Das FG Sachsen hat den Antrag abgelehnt: Die Erfüllung der Verpflichtung muss dem betroffenen Unternehmer unzumutbar sein. Darüber hinaus muss die Einhaltung der durch § 146a Abs. 2 S. 1 AO auferlegten Belegausgabepflicht Härten mit sich bringen und die Besteuerung darf durch die Erleichterung nicht beeinträchtigt werden. Eine „Härte“ nach § 148 AO setzt eine Pflicht von einigem Gewicht voraus, deren Erfüllung dem Steuerpflichtigen nicht nur lästig sein darf, weil die Belastungen grundsätzlich alle Steuerpflichtigen in gleicher Weise treffen. Bloße Erschwerungen des Betriebsablaufs oder Kostennachteile reichen nicht aus. Vielmehr muss die Pflicht für den Steuerpflichtigen im konkreten Einzelfall unzumutbar sein; das hatte die Antragstellerin nicht konkret dargelegt.
Was bedeutet die Entscheidung für die Praxis?
Die Entscheidung hat über den entschiedenen Fall hinaus große praktische Bedeutung. Sie belegt, dass nur untern engen Voraussetzungen das Finanzamt verpflichtet werden kann, wegen einer Härte (§ 148 AO) von der Belegausgabepflicht zu befreien. Dies ist Wasser auf die Mühlen des Gesetzgebers, der sich trotz mehrfacher politischer Vorstöße bislang beharrlich geweigert hat, eine „weichere“ gesetzliche Befreiungsmöglichkeit in das Gesetz aufzunehmen als das bislang der Fall war.
Mit dem Entwurf eines „Gesetzes zur Änderung der Abgabenordnung – Gesetz zur Verhinderung einer Bon-Pflicht für Bäcker“ (BT-Drs. 19/15768 v. 10.12.2019) wollte die FDP erreichen, dass die Finanzbehörden im Fall der Nutzung einer zertifizierten technischen Sicherheitseinrichtung beim Verkauf von Waren und der Erbringung von Dienstleistungen an eine Vielzahl von nicht bekannten Personen die Betroffenen von der Pflicht, generell Belege auszugeben, befreien können. Dieser Antrag ist im Bundestag mehrfach von der Tagesordnung abgesetzt worden, sein Erfolg inzwischen sehr unwahrscheinlich.

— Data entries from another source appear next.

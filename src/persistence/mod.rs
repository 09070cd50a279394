//! Writing reconciled and new entries back to the ledger

pub mod sink;
pub mod span;

pub use sink::*;
pub use span::*;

Es kann zwar auch ein elektronischer Beleg erstellt werden (§ 6 Abs. 3 KassenSichV), jedoch nur, wenn der Kunde zustimmt. Allerdings lässt die Finanzverwaltung inzwischen zu (BMF-Schreiben v. 28.5.2020 – IV A 4 -S 0316-a/20/10003 :002), dass auch eine digitale Belegausgabe erfolgen kann. Es ist z. B. zulässig, wenn der Kunde unmittelbar über eine Bildschirmanzeige (z. B. in Form eines QR-Codes) oder als Download-Link oder per E-mail den elektronischen Beleg entgegennehmen kann. Vor dem Hintergrund dieser digitalen Entwicklung erscheint zunehmend unwahrscheinlich, dass der Gesetzgeber einen Regelungsbedarf zur Einführung gesetzlicher Befreiungsmöglichkeiten sieht.
Weitere Informationen:
Man sollte die Entscheidung aber auch nicht überbewerten. Es ist so gut wie unmöglich einstweiligen Rechtsschutz nach § 114 FGO zu bekommen, egal um welches Thema es geht. Im nächsten Jahr bekommen wir sicher die ersten Hauptsacheentscheidungen. Dann wird man sehen, wie sich die Rechtsprechung positioniert.